Website offers green building ratings
BuildingRating.org provides information on energy performance ratings and disclosure policies in more than 100 countries.
The Institute for Market Transformation (IMT) and the Natural Resources Defense Council (NRDC) announced the launch of BuildingRating.org, the world’s first comprehensive resource on energy performance rating and disclosure policies for homes and commercial buildings.
BuildingRating.org contains a searchable library of rating and disclosure information and a user-friendly, interactive map of global policies and programs. BuildingRating.org users can search more than 100 countries and jurisdictions to learn where policies are enacted and how they are being implemented, what types of rating systems are used to evaluate energy performance, and how policies are impacting markets.

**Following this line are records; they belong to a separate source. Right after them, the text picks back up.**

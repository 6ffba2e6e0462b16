//! relaymls: MLS-style secure group sessions for a Nostr relay transport
//!
//! Start from [`MlsSession`]: issue key packages, create or join groups,
//! and encrypt or process messages for them.

pub mod config;
pub mod core_mls;
pub mod logging;
pub mod metrics;

pub use config::{Config, SessionConfig, StorageBackend};
pub use core_mls::{
    CommitOutput, CreateGroupParams, GroupCreated, GroupId, GroupJoined, GroupState, MlsError,
    MlsResult, MlsSession, ProcessedMessage, SerializedMessage, WelcomeArtifact, WelcomePreview,
};
pub use logging::{init_logging, init_logging_with_config, LogConfig, LogLevel};

#[cfg(test)]
mod tests {
    use super::*;

    #[test]
    fn test_library_exports() {
        let _ = LogLevel::Info;
        let _ = StorageBackend::Memory;
        assert!(Config::default().validate().is_ok());
    }
}
//! Ed25519 identity keys
//!
//! Signing keys back local identities and sign key packages, group info
//! and commits. Verifying keys are carried in key packages and the roster.

use super::errors::{MlsError, MlsResult};
use ed25519_dalek::{Signature, Signer, SigningKey, Verifier, VerifyingKey};
use rand::RngCore;
use zeroize::ZeroizeOnDrop;

pub const SIGNATURE_LEN: usize = 64;
pub const KEY_LEN: usize = 32;

/// Identity signing key, erased from memory on drop
#[derive(ZeroizeOnDrop)]
pub struct MlsSigningKey {
    inner: SigningKey,
}

impl MlsSigningKey {
    pub fn generate() -> Self {
        let mut seed = [0u8; KEY_LEN];
        rand::rng().fill_bytes(&mut seed);
        Self::from_bytes(&seed)
    }

    /// Deterministic key from a 32-byte seed
    pub fn from_bytes(seed: &[u8; KEY_LEN]) -> Self {
        Self { inner: SigningKey::from_bytes(seed) }
    }

    pub fn from_slice(bytes: &[u8]) -> MlsResult<Self> {
        let seed: [u8; KEY_LEN] = bytes.try_into().map_err(|_| {
            MlsError::CryptoError(format!("signing key must be {} bytes", KEY_LEN))
        })?;
        Ok(Self::from_bytes(&seed))
    }

    pub fn verifying_key(&self) -> MlsVerifyingKey {
        MlsVerifyingKey { inner: self.inner.verifying_key() }
    }

    pub fn sign(&self, data: &[u8]) -> Vec<u8> {
        self.inner.sign(data).to_bytes().to_vec()
    }

    /// Raw seed; only used when handing the key to a ciphersuite provider
    pub fn to_bytes(&self) -> [u8; KEY_LEN] {
        self.inner.to_bytes()
    }
}

/// Identity public key as carried in key packages and the roster
#[derive(Clone)]
pub struct MlsVerifyingKey {
    inner: VerifyingKey,
}

impl MlsVerifyingKey {
    pub fn from_slice(bytes: &[u8]) -> MlsResult<Self> {
        let bytes: [u8; KEY_LEN] = bytes.try_into().map_err(|_| {
            MlsError::CryptoError(format!("verifying key must be {} bytes", KEY_LEN))
        })?;
        let inner = VerifyingKey::from_bytes(&bytes)
            .map_err(|e| MlsError::CryptoError(format!("not a valid Ed25519 point: {}", e)))?;
        Ok(Self { inner })
    }

    pub fn verify(&self, data: &[u8], signature: &[u8]) -> MlsResult<()> {
        let signature: [u8; SIGNATURE_LEN] = signature.try_into().map_err(|_| {
            MlsError::CryptoError(format!("signature must be {} bytes", SIGNATURE_LEN))
        })?;

        self.inner
            .verify(data, &Signature::from_bytes(&signature))
            .map_err(|_| MlsError::CryptoError("Signature verification failed".to_string()))
    }

    pub fn to_bytes(&self) -> [u8; KEY_LEN] {
        self.inner.to_bytes()
    }
}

“We are pleased to launch BuildingRating.org at this important time in the evolution of global energy rating and disclosure policy,” said Andrew Burr, director of IMT’s Building Energy Rating program. “This resource will be a conduit for policymakers to find and exchange ideas and best practices, and a tool for the real estate industry to track and comply with local policies and programs.”
Energy rating and disclosure encourages energy efficiency by raising consumer awareness about the energy performance and energy cost of homes and buildings. The European Union, China, Australia and a number of U.S. states and cities have enacted rating and disclosure policies.

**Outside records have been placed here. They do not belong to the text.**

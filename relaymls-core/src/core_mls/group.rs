//! Group state - the durable source of truth for one group
//!
//! GroupState ties together:
//! - Roster and own leaf key
//! - Epoch tracking and epoch secrets
//! - Send counter and per-sender replay watermarks
//! - Nostr group data

use super::codec;
use super::encryption::{
    open_message, open_sender_data, seal_message, EpochSecrets, MessageContext, SenderData,
};
use super::errors::{MlsError, MlsResult};
use super::extension::NostrGroupData;
use super::message::{ContentType, SerializedMessage};
use super::traits::ciphersuite::{CiphersuiteId, CiphersuiteProvider};
use super::traits::storage::StoredGroup;
use super::types::{GroupId, LeafIndex, Member};
use serde::{Deserialize, Serialize};
use std::collections::BTreeMap;
use zeroize::Zeroize;

const GROUP_STATE_MAGIC: &[u8; 4] = b"RMGS";
const GROUP_STATE_VERSION: u8 = 1;

/// Fields hashed into the group context
#[derive(Serialize)]
struct GroupContext<'a> {
    group_id: &'a GroupId,
    epoch: u64,
    ciphersuite: CiphersuiteId,
    roster: &'a [Member],
    group_data: &'a [u8],
}

/// Hash of the group context for `epoch`
///
/// Binds the group id, the roster (including every leaf encryption key)
/// and the encoded group data.
pub(crate) fn group_context_hash(
    provider: &dyn CiphersuiteProvider,
    group_id: &GroupId,
    epoch: u64,
    roster: &[Member],
    group_data: &NostrGroupData,
) -> MlsResult<Vec<u8>> {
    let group_data = group_data.encode()?;
    let context = codec::encode(&GroupContext {
        group_id,
        epoch,
        ciphersuite: provider.suite_id(),
        roster,
        group_data: &group_data,
    })?;
    Ok(provider.hash(&context))
}

/// Local state of one group
#[derive(Clone, Serialize, Deserialize)]
pub struct GroupState {
    pub(crate) group_id: GroupId,
    pub(crate) epoch: u64,
    pub(crate) ciphersuite: CiphersuiteId,
    /// Ordered by leaf index
    pub(crate) roster: Vec<Member>,
    pub(crate) own_leaf: LeafIndex,
    pub(crate) own_leaf_private_key: Vec<u8>,
    pub(crate) secrets: EpochSecrets,
    /// Last counter used by this member in the current epoch
    pub(crate) send_counter: u64,
    /// Highest counter accepted per sender in the current epoch
    pub(crate) receive_watermarks: BTreeMap<LeafIndex, u64>,
    pub(crate) group_data: NostrGroupData,
}

impl Drop for GroupState {
    fn drop(&mut self) {
        self.own_leaf_private_key.zeroize();
    }
}

impl std::fmt::Debug for GroupState {
    fn fmt(&self, f: &mut std::fmt::Formatter<'_>) -> std::fmt::Result {
        f.debug_struct("GroupState")
            .field("group_id", &self.group_id)
            .field("epoch", &self.epoch)
            .field("members", &self.roster.len())
            .field("own_leaf", &self.own_leaf)
            .field("name", &self.group_data.name)
            .finish_non_exhaustive()
    }
}

impl GroupState {
    /// State at a freshly derived epoch
    #[allow(clippy::too_many_arguments)]
    pub(crate) fn new(
        group_id: GroupId,
        epoch: u64,
        ciphersuite: CiphersuiteId,
        roster: Vec<Member>,
        own_leaf: LeafIndex,
        own_leaf_private_key: Vec<u8>,
        secrets: EpochSecrets,
        group_data: NostrGroupData,
    ) -> Self {
        Self {
            group_id,
            epoch,
            ciphersuite,
            roster,
            own_leaf,
            own_leaf_private_key,
            secrets,
            send_counter: 0,
            receive_watermarks: BTreeMap::new(),
            group_data,
        }
    }

    pub fn group_id(&self) -> &GroupId {
        &self.group_id
    }

    pub fn epoch(&self) -> u64 {
        self.epoch
    }

    pub fn ciphersuite(&self) -> CiphersuiteId {
        self.ciphersuite
    }

    pub fn members(&self) -> &[Member] {
        &self.roster
    }

    pub fn own_leaf_index(&self) -> LeafIndex {
        self.own_leaf
    }

    pub fn own_identity(&self) -> Option<&str> {
        self.member(self.own_leaf).map(|m| m.identity.as_str())
    }

    pub fn group_data(&self) -> &NostrGroupData {
        &self.group_data
    }

    /// Exporter secret of the current epoch
    pub fn exporter_secret(&self) -> &[u8] {
        self.secrets.exporter_secret()
    }

    pub(crate) fn secrets(&self) -> &EpochSecrets {
        &self.secrets
    }

    pub fn member(&self, leaf_index: LeafIndex) -> Option<&Member> {
        self.roster.iter().find(|m| m.leaf_index == leaf_index)
    }

    /// Counter of the last message this member sent in the current epoch
    pub fn send_counter(&self) -> u64 {
        self.send_counter
    }

    pub fn member_by_identity(&self, identity: &str) -> Option<&Member> {
        self.roster.iter().find(|m| m.identity == identity)
    }

    /// Leaf index assigned to the next added member
    pub(crate) fn next_leaf_index(&self) -> LeafIndex {
        self.roster.iter().map(|m| m.leaf_index + 1).max().unwrap_or(0)
    }

    pub(crate) fn context_hash(&self, provider: &dyn CiphersuiteProvider) -> MlsResult<Vec<u8>> {
        group_context_hash(provider, &self.group_id, self.epoch, &self.roster, &self.group_data)
    }

    /// Encrypt a payload at the next own counter
    ///
    /// The counter is advanced in this state; callers persist it.
    pub(crate) fn seal(
        &mut self,
        provider: &dyn CiphersuiteProvider,
        content_type: ContentType,
        payload: &[u8],
    ) -> MlsResult<SerializedMessage> {
        let counter = self
            .send_counter
            .checked_add(1)
            .ok_or_else(|| MlsError::InvalidInput("Send counter exhausted".to_string()))?;
        let sender = SenderData { leaf_index: self.own_leaf, counter };
        let context = MessageContext {
            group_id: &self.group_id,
            epoch: self.epoch,
            content_type: content_type.as_u8(),
        };

        let sealed = seal_message(provider, &self.secrets, context, sender, payload)?;
        self.send_counter = counter;

        Ok(SerializedMessage {
            content_type,
            group_id: self.group_id.clone(),
            epoch: self.epoch,
            nonce: sealed.nonce,
            encrypted_sender_data: sealed.encrypted_sender_data,
            ciphertext: sealed.ciphertext,
        })
    }

    /// Decrypt a message for the current epoch and advance the sender's
    /// watermark
    pub(crate) fn open(
        &mut self,
        provider: &dyn CiphersuiteProvider,
        message: &SerializedMessage,
    ) -> MlsResult<(SenderData, Vec<u8>)> {
        if message.group_id != self.group_id {
            return Err(MlsError::DecryptionFailed("Message is for another group".to_string()));
        }
        if message.epoch != self.epoch {
            return Err(MlsError::EpochMismatch { expected: self.epoch, actual: message.epoch });
        }

        let context = MessageContext {
            group_id: &self.group_id,
            epoch: self.epoch,
            content_type: message.content_type.as_u8(),
        };

        let sender = open_sender_data(
            provider,
            &self.secrets,
            context,
            &message.nonce,
            &message.encrypted_sender_data,
        )?;
        if self.member(sender.leaf_index).is_none() {
            return Err(MlsError::DecryptionFailed(format!(
                "Unknown sender leaf {}",
                sender.leaf_index
            )));
        }

        let plaintext = open_message(
            provider,
            &self.secrets,
            context,
            sender,
            &message.nonce,
            &message.ciphertext,
        )?;

        let watermark = self.receive_watermarks.get(&sender.leaf_index).copied().unwrap_or(0);
        if sender.counter <= watermark {
            return Err(MlsError::ReplayedCounter {
                sender: sender.leaf_index,
                counter: sender.counter,
            });
        }
        self.receive_watermarks.insert(sender.leaf_index, sender.counter);

        Ok((sender, plaintext))
    }

    /// Move to the next epoch with a new roster and secrets
    ///
    /// Counters and watermarks restart; the previous epoch's secrets are
    /// dropped (and zeroized).
    pub(crate) fn enter_epoch(
        &mut self,
        epoch: u64,
        roster: Vec<Member>,
        secrets: EpochSecrets,
        own_leaf_private_key: Option<Vec<u8>>,
    ) {
        self.epoch = epoch;
        self.roster = roster;
        self.secrets = secrets;
        if let Some(key) = own_leaf_private_key {
            self.own_leaf_private_key.zeroize();
            self.own_leaf_private_key = key;
        }
        self.send_counter = 0;
        self.receive_watermarks.clear();
    }

    pub fn to_bytes(&self) -> MlsResult<Vec<u8>> {
        codec::encode_framed(GROUP_STATE_MAGIC, GROUP_STATE_VERSION, self)
    }

    pub fn from_bytes(bytes: &[u8]) -> MlsResult<Self> {
        codec::decode_framed(GROUP_STATE_MAGIC, GROUP_STATE_VERSION, bytes)
    }

    pub(crate) fn to_stored(&self) -> MlsResult<StoredGroup> {
        Ok(StoredGroup {
            group_id: self.group_id.clone(),
            epoch: self.epoch,
            state: self.to_bytes()?,
        })
    }

    pub(crate) fn from_stored(stored: &StoredGroup) -> MlsResult<Self> {
        let state = Self::from_bytes(&stored.state)?;
        if state.group_id != stored.group_id || state.epoch != stored.epoch {
            return Err(MlsError::Storage(format!(
                "Stored state for {} does not match its record",
                stored.group_id
            )));
        }
        Ok(state)
    }
}

#[cfg(test)]
mod tests {
    use super::*;
    use crate::core_mls::providers::RustCryptoProvider;

    fn member(leaf_index: LeafIndex, identity: &str) -> Member {
        Member {
            leaf_index,
            identity: identity.to_string(),
            identity_key: vec![leaf_index as u8; 32],
            encryption_key: vec![0x10 + leaf_index as u8; 32],
        }
    }

    fn state_pair(provider: &RustCryptoProvider) -> (GroupState, GroupState) {
        let group_id = GroupId::random();
        let roster = vec![member(0, "alice"), member(1, "bob")];
        let group_data = NostrGroupData::new("Test Group", "", vec!["alice".to_string()], vec![]);
        let hash = group_context_hash(provider, &group_id, 0, &roster, &group_data).unwrap();
        let secrets = EpochSecrets::derive(provider, &[3u8; 32], &[0u8; 32], &hash).unwrap();

        let alice = GroupState::new(
            group_id.clone(),
            0,
            provider.suite_id(),
            roster.clone(),
            0,
            vec![1; 32],
            secrets.clone(),
            group_data.clone(),
        );
        let bob = GroupState::new(group_id, 0, provider.suite_id(), roster, 1, vec![2; 32], secrets, group_data);
        (alice, bob)
    }

    #[test]
    fn test_seal_open_between_members() {
        let provider = RustCryptoProvider::new();
        let (mut alice, mut bob) = state_pair(&provider);

        let msg = alice.seal(&provider, ContentType::Application, b"hello").unwrap();
        assert_eq!(alice.send_counter, 1);
        assert_eq!(msg.epoch, 0);

        let (sender, plaintext) = bob.open(&provider, &msg).unwrap();
        assert_eq!(sender.leaf_index, 0);
        assert_eq!(plaintext, b"hello");
        assert_eq!(bob.epoch(), 0);
    }

    #[test]
    fn test_replay_rejected() {
        let provider = RustCryptoProvider::new();
        let (mut alice, mut bob) = state_pair(&provider);

        let msg = alice.seal(&provider, ContentType::Application, b"once").unwrap();
        bob.open(&provider, &msg).unwrap();
        assert!(matches!(
            bob.open(&provider, &msg),
            Err(MlsError::ReplayedCounter { sender: 0, counter: 1 })
        ));
    }

    #[test]
    fn test_own_message_processable_once() {
        let provider = RustCryptoProvider::new();
        let (mut alice, _) = state_pair(&provider);

        let first = alice.seal(&provider, ContentType::Application, b"a").unwrap();
        let second = alice.seal(&provider, ContentType::Application, b"b").unwrap();
        assert_eq!(alice.open(&provider, &first).unwrap().1, b"a");
        assert_eq!(alice.open(&provider, &second).unwrap().1, b"b");
        assert!(alice.open(&provider, &first).is_err());
    }

    #[test]
    fn test_epoch_and_group_checks() {
        let provider = RustCryptoProvider::new();
        let (mut alice, mut bob) = state_pair(&provider);
        let msg = alice.seal(&provider, ContentType::Application, b"x").unwrap();

        let mut wrong_epoch = msg.clone();
        wrong_epoch.epoch = 1;
        assert!(matches!(
            bob.open(&provider, &wrong_epoch),
            Err(MlsError::EpochMismatch { expected: 0, actual: 1 })
        ));

        let mut wrong_group = msg.clone();
        wrong_group.group_id = GroupId::random();
        assert!(matches!(bob.open(&provider, &wrong_group), Err(MlsError::DecryptionFailed(_))));

        let mut wrong_type = msg;
        wrong_type.content_type = ContentType::Commit;
        assert!(matches!(bob.open(&provider, &wrong_type), Err(MlsError::DecryptionFailed(_))));
    }

    #[test]
    fn test_state_bytes_and_stored_record() {
        let provider = RustCryptoProvider::new();
        let (mut alice, _) = state_pair(&provider);
        alice.seal(&provider, ContentType::Application, b"x").unwrap();

        let stored = alice.to_stored().unwrap();
        let restored = GroupState::from_stored(&stored).unwrap();
        assert_eq!(restored.send_counter, 1);
        assert_eq!(restored.members(), alice.members());
        assert_eq!(restored.exporter_secret(), alice.exporter_secret());

        let mismatched = StoredGroup { group_id: GroupId::random(), epoch: 0, state: stored.state.clone() };
        assert!(GroupState::from_stored(&mismatched).is_err());
    }

    #[test]
    fn test_next_leaf_index_skips_gaps() {
        let provider = RustCryptoProvider::new();
        let (mut alice, _) = state_pair(&provider);
        alice.roster.retain(|m| m.leaf_index != 1);
        alice.roster.push(member(4, "dave"));
        assert_eq!(alice.next_leaf_index(), 5);
    }
}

“Governments around the world are embracing building energy rating and disclosure as a policy tool to reduce energy usage in homes and buildings, drive investments in building energy efficiency and boost local economies by creating jobs,” said Dale Bryk, director of NRDC's Air and Energy Program. “BuildingRating.org is a valuable resource that will help accelerate this trend in U.S. states and cities.”
Last month, the city of San Francisco enacted a commercial rating and disclosure policy, one of nearly 20 such policies related to homes or commercial buildings that are now in place in the United States. IMT staff is in frequent contact with government officials in many U.S. states and cities and will update BuildingRating.org weekly to reflect new policies, policy proposals, and research from around the world.
“The initial information-gathering process for BuildingRating.org took more than four months to complete,” said David Leipziger, research associate at IMT and the lead researcher for BuildingRating.org. “We believe cataloguing this information and making it accessible will benefit diverse stakeholders in the public and private sectors.”